Para evitar susceptibilidades, acusaciones y malentendidos, permítanme elegir una figura de la historia lejana en vez de cualquier personaje siniestro que hoy en día nos hace sentir que el mundo y nuestras sociedades siguen embarrancándose en un descenso moral vertiginoso.
Usemos, por ejemplo, a Tamerlán, también llamado Timur el Rengo, conquistador y líder militar turco-mongol nacido en 1336 en la actual Uzbekistán y cuyos restos se encuentran en Samarcanda. Él fue el creador del imperio timúrida que cubrió enormes espacios territoriales incluyendo Afganistán, Irak, Irán, Asia Central, el Cáucaso y parte de Turquía. Aunque no todo era horrendo bajo su bestial reinado, visto que tenía gran aprecio por algunos intelectuales de la época y era un mecenas de la arquitectura, el arte, las instituciones educativas y religiosas de su agrado, sus ejércitos liquidaron cerca de 17 millones de seres humanos, lo que en su momento eran alrededor del 5% de la población mundial.
Nutridas crónicas de época, particularmente de los reinos sometidos, lo apodaban “satán” y no por capricho: Tamerlán, cual otros guerreros y gobernantes inescrupulosos y ausentes de empatía y conciencia social –valores que Elon Musk identifica como “obstáculos” para el éxito–, esclavizó a mujeres y niños, torturó, asesinó e incendió a poblaciones enteras, enterró vivos a sus enemigos más acérrimos y, al estilo del camboyano Pol Pot, realizaba pirámides de cráneos en los campos para aterrorizar a sus sometidos, además de pirámides con la piel de sus despellejadas víctimas.
Es inimaginable creer que Tamerlán o cualquier otro terrible bastardo de la Historia de la Humanidad que usted prefiera elegir, hubiese logrado llegar al pináculo de su poder sin la anuencia, el apoyo o la aprobación de una cantidad suficiente de personas –los árboles que terminan definiendo la salud moral del bosque–, que compartieran su visión y fueran agentes activos o pasivos de su crueldad, sea para arrimarse a su poder, disfrutar de premios y prebendas, vengar viejas rencillas y rencores, permitir a través del jerarca de turno recuperar la voz perdida o esgrimir una identidad que nunca tuvieron realmente, como legiones del mal que dan aire y validación al satanás de turno.

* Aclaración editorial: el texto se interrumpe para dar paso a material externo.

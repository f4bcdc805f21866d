use chrono::{DateTime, Utc};
use serde::{Deserialize, Serialize};

/// A regulatory document or web page monitored for relevant content
#[derive(Debug, Clone, PartialEq, Serialize, Deserialize)]
pub struct Source {
    pub id: String,
    pub source_url: String,
    /// Unset until the source has been tagged after its first scrape
    pub tags: Option<Vec<String>>,
    pub created_at: DateTime<Utc>,
    pub updated_at: Option<DateTime<Utc>>,
}

impl Source {
    pub fn tags(&self) -> &[String] {
        self.tags.as_deref().unwrap_or_default()
    }
}

#[derive(Debug, Clone, Serialize, Deserialize)]
pub struct SourceCreateRequest {
    pub source_url: String,
}

#[derive(Debug, Clone, Default, Serialize, Deserialize)]
pub struct SourceIdsRequest {
    pub source_ids: Vec<String>,
}
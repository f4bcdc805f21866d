//! Common error types for regwatch

use thiserror::Error;

/// Common result type for regwatch operations
pub type Result<T> = std::result::Result<T, Error>;

/// Common error types shared by repositories and services
#[derive(Error, Debug)]
pub enum Error {
    /// Database operation error (wraps sqlx::Error)
    #[error("Database error: {0}")]
    Database(#[from] sqlx::Error),

    /// I/O operation error (wraps std::io::Error)
    #[error("IO error: {0}")]
    Io(#[from] std::io::Error),

    /// JSON column could not be encoded or decoded
    #[error("Serialization error: {0}")]
    Serialization(#[from] serde_json::Error),

    /// Configuration loading or validation error
    #[error("Configuration error: {0}")]
    Config(String),

    /// Requested resource not found
    #[error("Not found: {0}")]
    NotFound(String),

    /// Invalid user input or request parameter
    #[error("Invalid input: {0}")]
    InvalidInput(String),

    /// Internal server error
    #[error("Internal error: {0}")]
    Internal(String),
}

impl Error {
    /// Shorthand for a missing row of the given kind
    pub fn not_found(kind: &str, id: &str) -> Self {
        Error::NotFound(format!("{} {} not found", kind, id))
    }
}
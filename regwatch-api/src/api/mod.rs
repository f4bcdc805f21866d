//! HTTP API handlers
//!
//! Handlers extract, call one service and wrap the result in a
//! `{"success": true, ...}` envelope.

pub mod audit_reports;
pub mod compliance;
pub mod features;
pub mod health;
pub mod scripts;
pub mod sources;

pub use audit_reports::audit_report_routes;
pub use compliance::compliance_routes;
pub use features::feature_routes;
pub use health::health_routes;
pub use scripts::script_routes;
pub use sources::source_routes;
//! Feature persistence

use regwatch_common::db::{decode_list, encode_list};
use regwatch_common::events::{ChangeOperation, EventBus, RegwatchEvent};
use regwatch_common::models::{new_id, Feature, FeatureStatus, FeatureUpdateRequest};
use regwatch_common::{time, Result};
use sqlx::sqlite::SqliteRow;
use sqlx::{QueryBuilder, Row, Sqlite, SqlitePool};
use tracing::debug;

const SELECT_FEATURES: &str =
    "SELECT id, name, description, status, tags, created_at, updated_at FROM features";

#[derive(Clone)]
pub struct FeatureRepository {
    pool: SqlitePool,
    event_bus: EventBus,
}

impl FeatureRepository {
    pub fn new(pool: SqlitePool, event_bus: EventBus) -> Self {
        Self { pool, event_bus }
    }

    /// Insert a new feature in `pending` status
    pub async fn insert(&self, name: &str, description: &str, tags: &[String]) -> Result<Feature> {
        let feature = Feature {
            id: new_id(),
            name: name.to_string(),
            description: description.to_string(),
            status: FeatureStatus::Pending,
            tags: tags.to_vec(),
            created_at: time::now(),
            updated_at: None,
        };

        sqlx::query(
            r#"
            INSERT INTO features (id, name, description, status, tags, created_at, updated_at)
            VALUES (?, ?, ?, ?, ?, ?, NULL)
            "#,
        )
        .bind(&feature.id)
        .bind(&feature.name)
        .bind(&feature.description)
        .bind(feature.status.as_str())
        .bind(encode_list(&feature.tags)?)
        .bind(feature.created_at)
        .execute(&self.pool)
        .await?;

        debug!("Inserted feature {}", feature.id);
        self.publish(ChangeOperation::Insert, &feature.id, Some(feature.clone()));
        Ok(feature)
    }

    pub async fn find_by_id(&self, id: &str) -> Result<Option<Feature>> {
        let row = sqlx::query(&format!("{} WHERE id = ?", SELECT_FEATURES))
            .bind(id)
            .fetch_optional(&self.pool)
            .await?;

        row.as_ref().map(feature_from_row).transpose()
    }

    /// All features in insertion order
    pub async fn list_all(&self) -> Result<Vec<Feature>> {
        let rows = sqlx::query(&format!("{} ORDER BY rowid", SELECT_FEATURES))
            .fetch_all(&self.pool)
            .await?;

        rows.iter().map(feature_from_row).collect()
    }

    pub async fn list_by_ids(&self, ids: &[String]) -> Result<Vec<Feature>> {
        if ids.is_empty() {
            return Ok(Vec::new());
        }

        let mut query: QueryBuilder<Sqlite> =
            QueryBuilder::new(format!("{} WHERE id IN (", SELECT_FEATURES));
        let mut separated = query.separated(", ");
        for id in ids {
            separated.push_bind(id.clone());
        }
        separated.push_unseparated(") ORDER BY rowid");

        let rows = query.build().fetch_all(&self.pool).await?;
        rows.iter().map(feature_from_row).collect()
    }

    /// Features carrying at least one of `tags` (exact string match)
    pub async fn list_by_any_tag(&self, tags: &[String]) -> Result<Vec<Feature>> {
        if tags.is_empty() {
            return Ok(Vec::new());
        }

        let mut query: QueryBuilder<Sqlite> = QueryBuilder::new(format!(
            "{} WHERE EXISTS (SELECT 1 FROM json_each(features.tags) WHERE json_each.value IN (",
            SELECT_FEATURES
        ));
        let mut separated = query.separated(", ");
        for tag in tags {
            separated.push_bind(tag.clone());
        }
        separated.push_unseparated(")) ORDER BY rowid");

        let rows = query.build().fetch_all(&self.pool).await?;
        rows.iter().map(feature_from_row).collect()
    }

    /// Apply the fields present in `update`
    ///
    /// Returns `None` when no feature has this id. `updated_at` is set only
    /// when at least one field was provided.
    pub async fn update_fields(
        &self,
        id: &str,
        update: &FeatureUpdateRequest,
    ) -> Result<Option<Feature>> {
        if update.is_empty() {
            return self.find_by_id(id).await;
        }

        let result = sqlx::query(
            r#"
            UPDATE features
            SET name = COALESCE(?, name),
                description = COALESCE(?, description),
                status = COALESCE(?, status),
                updated_at = ?
            WHERE id = ?
            "#,
        )
        .bind(update.name.as_deref())
        .bind(update.description.as_deref())
        .bind(update.status.map(|status| status.as_str()))
        .bind(time::now())
        .bind(id)
        .execute(&self.pool)
        .await?;

        self.reload_after_update(id, result.rows_affected()).await
    }

    pub async fn update_status(&self, id: &str, status: FeatureStatus) -> Result<Option<Feature>> {
        let result = sqlx::query("UPDATE features SET status = ?, updated_at = ? WHERE id = ?")
            .bind(status.as_str())
            .bind(time::now())
            .bind(id)
            .execute(&self.pool)
            .await?;

        self.reload_after_update(id, result.rows_affected()).await
    }

    /// Set every feature back to `pending`; returns the number of rows touched
    pub async fn reset_all_statuses(&self) -> Result<u64> {
        let result = sqlx::query("UPDATE features SET status = 'pending', updated_at = ?")
            .bind(time::now())
            .execute(&self.pool)
            .await?;

        for feature in self.list_all().await? {
            let id = feature.id.clone();
            self.publish(ChangeOperation::Update, &id, Some(feature));
        }

        Ok(result.rows_affected())
    }

    pub async fn count(&self) -> Result<i64> {
        let count: i64 = sqlx::query_scalar("SELECT COUNT(*) FROM features")
            .fetch_one(&self.pool)
            .await?;
        Ok(count)
    }

    async fn reload_after_update(&self, id: &str, rows_affected: u64) -> Result<Option<Feature>> {
        if rows_affected == 0 {
            return Ok(None);
        }

        let feature = self.find_by_id(id).await?;
        if let Some(feature) = &feature {
            debug!("Updated feature {} (status {})", id, feature.status);
            self.publish(ChangeOperation::Update, id, Some(feature.clone()));
        }
        Ok(feature)
    }

    fn publish(&self, operation: ChangeOperation, id: &str, feature: Option<Feature>) {
        self.event_bus
            .emit_lossy(RegwatchEvent::feature(operation, id, feature));
    }
}

fn feature_from_row(row: &SqliteRow) -> Result<Feature> {
    let status: String = row.try_get("status")?;
    let tags: String = row.try_get("tags")?;

    Ok(Feature {
        id: row.try_get("id")?,
        name: row.try_get("name")?,
        description: row.try_get("description")?,
        status: status.parse()?,
        tags: decode_list(&tags)?,
        created_at: row.try_get("created_at")?,
        updated_at: row.try_get("updated_at")?,
    })
}

#[cfg(test)]
mod tests {
    use super::*;
    use regwatch_common::db::init_memory_pool;

    async fn repository() -> (FeatureRepository, EventBus) {
        let pool = init_memory_pool().await.unwrap();
        let bus = EventBus::new(32);
        (FeatureRepository::new(pool, bus.clone()), bus)
    }

    #[tokio::test]
    async fn insert_forces_pending_and_null_updated_at() {
        let (repo, _bus) = repository().await;
        let feature = repo
            .insert("Age gate", "Blocks minors", &["coppa".to_string()])
            .await
            .unwrap();

        let stored = repo.find_by_id(&feature.id).await.unwrap().unwrap();
        assert_eq!(stored.status, FeatureStatus::Pending);
        assert!(stored.updated_at.is_none());
        assert_eq!(stored.tags, vec!["coppa".to_string()]);
    }

    #[tokio::test]
    async fn update_fields_only_touches_provided_fields() {
        let (repo, _bus) = repository().await;
        let feature = repo.insert("Name", "Desc", &[]).await.unwrap();

        let update = FeatureUpdateRequest {
            description: Some("New desc".into()),
            ..Default::default()
        };
        let updated = repo.update_fields(&feature.id, &update).await.unwrap().unwrap();

        assert_eq!(updated.name, "Name");
        assert_eq!(updated.description, "New desc");
        assert_eq!(updated.status, FeatureStatus::Pending);
        assert!(updated.updated_at.is_some());
    }

    #[tokio::test]
    async fn update_of_unknown_id_returns_none() {
        let (repo, _bus) = repository().await;
        let result = repo
            .update_status("missing", FeatureStatus::Critical)
            .await
            .unwrap();
        assert!(result.is_none());
    }

    #[tokio::test]
    async fn tag_lookup_matches_any_tag() {
        let (repo, _bus) = repository().await;
        let a = repo.insert("A", "a", &["gdpr".into(), "ccpa".into()]).await.unwrap();
        let _b = repo.insert("B", "b", &["coppa".into()]).await.unwrap();
        let c = repo.insert("C", "c", &["ccpa".into()]).await.unwrap();

        let matched = repo.list_by_any_tag(&["ccpa".into()]).await.unwrap();
        let ids: Vec<_> = matched.iter().map(|f| f.id.as_str()).collect();
        assert_eq!(ids, vec![a.id.as_str(), c.id.as_str()]);

        assert!(repo.list_by_any_tag(&[]).await.unwrap().is_empty());
    }

    #[tokio::test]
    async fn mutations_publish_events() {
        let (repo, bus) = repository().await;
        let mut rx = bus.subscribe();

        let feature = repo.insert("A", "a", &[]).await.unwrap();
        repo.update_status(&feature.id, FeatureStatus::Warning)
            .await
            .unwrap();

        let inserted = rx.recv().await.unwrap();
        let updated = rx.recv().await.unwrap();
        match (inserted, updated) {
            (
                RegwatchEvent::FeatureChanged { operation: first, .. },
                RegwatchEvent::FeatureChanged {
                    operation: second,
                    feature: Some(doc),
                    ..
                },
            ) => {
                assert_eq!(first, ChangeOperation::Insert);
                assert_eq!(second, ChangeOperation::Update);
                assert_eq!(doc.status, FeatureStatus::Warning);
            }
            other => panic!("unexpected events: {:?}", other),
        }
    }

    #[tokio::test]
    async fn reset_sets_every_status_to_pending() {
        let (repo, _bus) = repository().await;
        let a = repo.insert("A", "a", &[]).await.unwrap();
        let b = repo.insert("B", "b", &[]).await.unwrap();
        repo.update_status(&a.id, FeatureStatus::Critical).await.unwrap();
        repo.update_status(&b.id, FeatureStatus::Pass).await.unwrap();

        assert_eq!(repo.reset_all_statuses().await.unwrap(), 2);
        for feature in repo.list_all().await.unwrap() {
            assert_eq!(feature.status, FeatureStatus::Pending);
            assert!(feature.updated_at.is_some());
        }
        assert_eq!(repo.count().await.unwrap(), 2);
    }
}
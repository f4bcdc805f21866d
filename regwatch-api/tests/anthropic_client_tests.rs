//! Anthropic client against a mock Messages API

use mockito::Matcher;
use regwatch_api::llm::{AnthropicClient, AnthropicConfig, LlmClient, LlmError, StructuredRequest};
use serde_json::json;

fn client(base_url: String) -> AnthropicClient {
    let mut config = AnthropicConfig::new("test-key");
    config.base_url = base_url;
    config.model = "claude-test".to_string();
    AnthropicClient::new(config).unwrap()
}

fn tagging_request() -> StructuredRequest {
    StructuredRequest {
        system: "Tag the feature.".to_string(),
        messages: vec!["Feature: Kids mode A mode for children".to_string()],
        output_name: "record_regulation_tags".to_string(),
        output_description: "Record the regulation tags that apply".to_string(),
        schema: json!({
            "type": "object",
            "properties": {"tags": {"type": "array", "items": {"type": "string"}}},
            "required": ["tags"]
        }),
    }
}

#[tokio::test]
async fn forced_tool_call_returns_tool_input() {
    let mut server = mockito::Server::new_async().await;
    let mock = server
        .mock("POST", "/v1/messages")
        .match_header("x-api-key", "test-key")
        .match_header("anthropic-version", "2023-06-01")
        .match_body(Matcher::PartialJson(json!({
            "model": "claude-test",
            "system": "Tag the feature.",
            "tool_choice": {"type": "tool", "name": "record_regulation_tags"}
        })))
        .with_status(200)
        .with_header("content-type", "application/json")
        .with_body(
            json!({
                "id": "msg_1",
                "type": "message",
                "role": "assistant",
                "content": [
                    {"type": "text", "text": "Calling the tool."},
                    {"type": "tool_use", "id": "tu_1", "name": "record_regulation_tags",
                     "input": {"tags": ["coppa"]}}
                ],
                "stop_reason": "tool_use",
                "usage": {"input_tokens": 12, "output_tokens": 5}
            })
            .to_string(),
        )
        .create_async()
        .await;

    let output = client(server.url())
        .structured(tagging_request())
        .await
        .unwrap();

    assert_eq!(output, json!({"tags": ["coppa"]}));
    mock.assert_async().await;
}

#[tokio::test]
async fn trailing_slash_in_base_url_is_tolerated() {
    let mut server = mockito::Server::new_async().await;
    let mock = server
        .mock("POST", "/v1/messages")
        .with_status(200)
        .with_body(
            json!({
                "content": [{"type": "tool_use", "id": "tu_1", "name": "record_regulation_tags",
                             "input": {"tags": []}}],
                "stop_reason": "tool_use"
            })
            .to_string(),
        )
        .create_async()
        .await;

    let result = client(format!("{}/", server.url()))
        .structured(tagging_request())
        .await;

    assert!(result.is_ok());
    mock.assert_async().await;
}

#[tokio::test]
async fn answer_without_the_tool_is_an_error() {
    let mut server = mockito::Server::new_async().await;
    let _mock = server
        .mock("POST", "/v1/messages")
        .with_status(200)
        .with_body(
            json!({
                "content": [{"type": "text", "text": "I cannot help with that."}],
                "stop_reason": "end_turn"
            })
            .to_string(),
        )
        .create_async()
        .await;

    let err = client(server.url())
        .structured(tagging_request())
        .await
        .unwrap_err();

    assert!(
        matches!(err, LlmError::MissingStructuredOutput(ref name) if name == "record_regulation_tags")
    );
}

#[tokio::test]
async fn http_errors_map_to_kinds() {
    let mut server = mockito::Server::new_async().await;

    for status in [401, 429, 529] {
        let mock = server
            .mock("POST", "/v1/messages")
            .with_status(status)
            .with_body(r#"{"type":"error","error":{"type":"x","message":"nope"}}"#)
            .create_async()
            .await;

        let err = client(server.url())
            .structured(tagging_request())
            .await
            .unwrap_err();

        match status {
            401 => assert!(matches!(err, LlmError::Authentication)),
            429 => assert!(matches!(err, LlmError::RateLimited)),
            _ => assert!(matches!(err, LlmError::Api(529, ref body) if body.contains("nope"))),
        }
        mock.remove_async().await;
    }
}

#[test]
fn empty_api_key_is_rejected() {
    let result = AnthropicClient::new(AnthropicConfig::new(""));
    assert!(matches!(result, Err(LlmError::Config(_))));
}
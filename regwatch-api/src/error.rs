//! HTTP error type for regwatch-api
//!
//! Every failure reaches the client as `{"error": {"code", "message"}}`.
//! Database and internal details stay in the log.

use crate::agents::AgentError;
use crate::services::ServiceError;
use axum::{
    http::StatusCode,
    response::{IntoResponse, Response},
    Json,
};
use serde_json::json;
use thiserror::Error;
use tracing::error;

/// API error type
#[derive(Debug, Error)]
pub enum ApiError {
    /// Resource not found (404)
    #[error("Resource not found: {0}")]
    NotFound(String),

    /// Invalid request (400)
    #[error("Invalid request: {0}")]
    BadRequest(String),

    /// LLM or scraped site failed (502)
    #[error("Upstream failure: {0}")]
    Upstream(String),

    /// Feature switched off by configuration (503)
    #[error("Service unavailable: {0}")]
    ServiceUnavailable(String),

    /// Internal server error (500); the message is logged, not returned
    #[error("Internal server error: {0}")]
    Internal(String),
}

impl From<regwatch_common::Error> for ApiError {
    fn from(err: regwatch_common::Error) -> Self {
        use regwatch_common::Error;

        match err {
            Error::NotFound(msg) => ApiError::NotFound(msg),
            Error::InvalidInput(msg) => ApiError::BadRequest(msg),
            other => ApiError::Internal(other.to_string()),
        }
    }
}

impl From<ServiceError> for ApiError {
    fn from(err: ServiceError) -> Self {
        match err {
            ServiceError::Common(err) => err.into(),
            ServiceError::Agent(err @ (AgentError::Template { .. } | AgentError::Vocabulary(_))) => {
                ApiError::Internal(err.to_string())
            }
            ServiceError::Agent(err) => ApiError::Upstream(err.to_string()),
            ServiceError::Fetch(err) => ApiError::Upstream(err.to_string()),
            ServiceError::LlmUnavailable(what) => {
                ApiError::ServiceUnavailable(format!("{} requires an LLM API key", what))
            }
        }
    }
}

impl IntoResponse for ApiError {
    fn into_response(self) -> Response {
        let (status, error_code, message) = match self {
            ApiError::NotFound(msg) => (StatusCode::NOT_FOUND, "NOT_FOUND", msg),
            ApiError::BadRequest(msg) => (StatusCode::BAD_REQUEST, "BAD_REQUEST", msg),
            ApiError::Upstream(msg) => (StatusCode::BAD_GATEWAY, "UPSTREAM_ERROR", msg),
            ApiError::ServiceUnavailable(msg) => {
                (StatusCode::SERVICE_UNAVAILABLE, "SERVICE_UNAVAILABLE", msg)
            }
            ApiError::Internal(msg) => {
                error!("Request failed: {}", msg);
                (
                    StatusCode::INTERNAL_SERVER_ERROR,
                    "INTERNAL_ERROR",
                    "Internal server error".to_string(),
                )
            }
        };

        let body = Json(json!({
            "error": {
                "code": error_code,
                "message": message,
            }
        }));

        (status, body).into_response()
    }
}

/// Result type for API handlers
pub type ApiResult<T> = Result<T, ApiError>;
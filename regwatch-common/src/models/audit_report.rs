use chrono::{DateTime, Utc};
use serde::{Deserialize, Serialize};
use std::fmt;
use std::str::FromStr;

use super::FeatureStatus;
use crate::Error;

/// Review state of an audit report
#[derive(Debug, Clone, Copy, PartialEq, Eq, Hash, Default, Serialize, Deserialize)]
#[serde(rename_all = "lowercase")]
pub enum AuditReportStatus {
    #[default]
    Pending,
    Dismissed,
    Verified,
}

impl AuditReportStatus {
    pub fn as_str(&self) -> &'static str {
        match self {
            AuditReportStatus::Pending => "pending",
            AuditReportStatus::Dismissed => "dismissed",
            AuditReportStatus::Verified => "verified",
        }
    }

    pub fn is_terminal(&self) -> bool {
        !matches!(self, AuditReportStatus::Pending)
    }
}

impl fmt::Display for AuditReportStatus {
    fn fmt(&self, f: &mut fmt::Formatter<'_>) -> fmt::Result {
        f.write_str(self.as_str())
    }
}

impl FromStr for AuditReportStatus {
    type Err = Error;

    fn from_str(s: &str) -> Result<Self, Self::Err> {
        match s {
            "pending" => Ok(AuditReportStatus::Pending),
            "dismissed" => Ok(AuditReportStatus::Dismissed),
            "verified" => Ok(AuditReportStatus::Verified),
            other => Err(Error::InvalidInput(format!(
                "Unknown audit report status: {}",
                other
            ))),
        }
    }
}

/// A proposed status change for a feature, awaiting human review
#[derive(Debug, Clone, PartialEq, Serialize, Deserialize)]
pub struct AuditReport {
    pub id: String,
    pub feature_id: String,
    pub source_ids: Vec<String>,
    pub needs_action: bool,
    pub original_status: FeatureStatus,
    pub status_change_to: FeatureStatus,
    pub reason: String,
    pub confidence: f64,
    pub status: AuditReportStatus,
    pub created_at: DateTime<Utc>,
    pub updated_at: Option<DateTime<Utc>>,
}

#[derive(Debug, Clone, PartialEq, Serialize, Deserialize)]
pub struct AuditReportCreateRequest {
    pub feature_id: String,
    pub source_ids: Vec<String>,
    pub needs_action: bool,
    pub original_status: FeatureStatus,
    pub status_change_to: FeatureStatus,
    pub reason: String,
    pub confidence: f64,
}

Me inquieta pensar cuántas personas de ese grupo original auspiciador de personajes como aquellos que, sable en mano, decapitan a troche y moche para hacerse del poder y sostenerlo a como dé lugar, cuántas personas, digo, hacen falta para torcer la balanza hacia el mal y producir tanta matanza. O al revés, cuántas de ellas hacen falta para revertir el curso de las cosas y evitar desastres de tan horrenda magnitud. Y en las organizaciones seudodemocráticas de hoy en día, cuántos senadores o diputados hacen falta para detener una guerra o la decapitación cruel de servicios básicos a las comunidades en emergencia, mismas a las que también terminan matando en el mediano y largo plazo. Me sigo preguntando quién levantará la mano para evitar que el bosque semi putrefacto que parece hoy dominar el planeta no acabe destruyéndolo todo con su infausto virus.
Tamerlán yace en Samarcanda, demostrando que no hay mal que dure cien años, aunque, como dice el refrán español: “El que espera, desespera.”
*Juan Carlos Dumas es psicoterapeuta, escritor y educador público. Consultor en Salud Mental para la Secretaría de Salud y Servicios Humanos, preside el Comité de Asesoramiento en Salud de Manhattan Norte y el Centro Hispano de Salud Mental en Queens.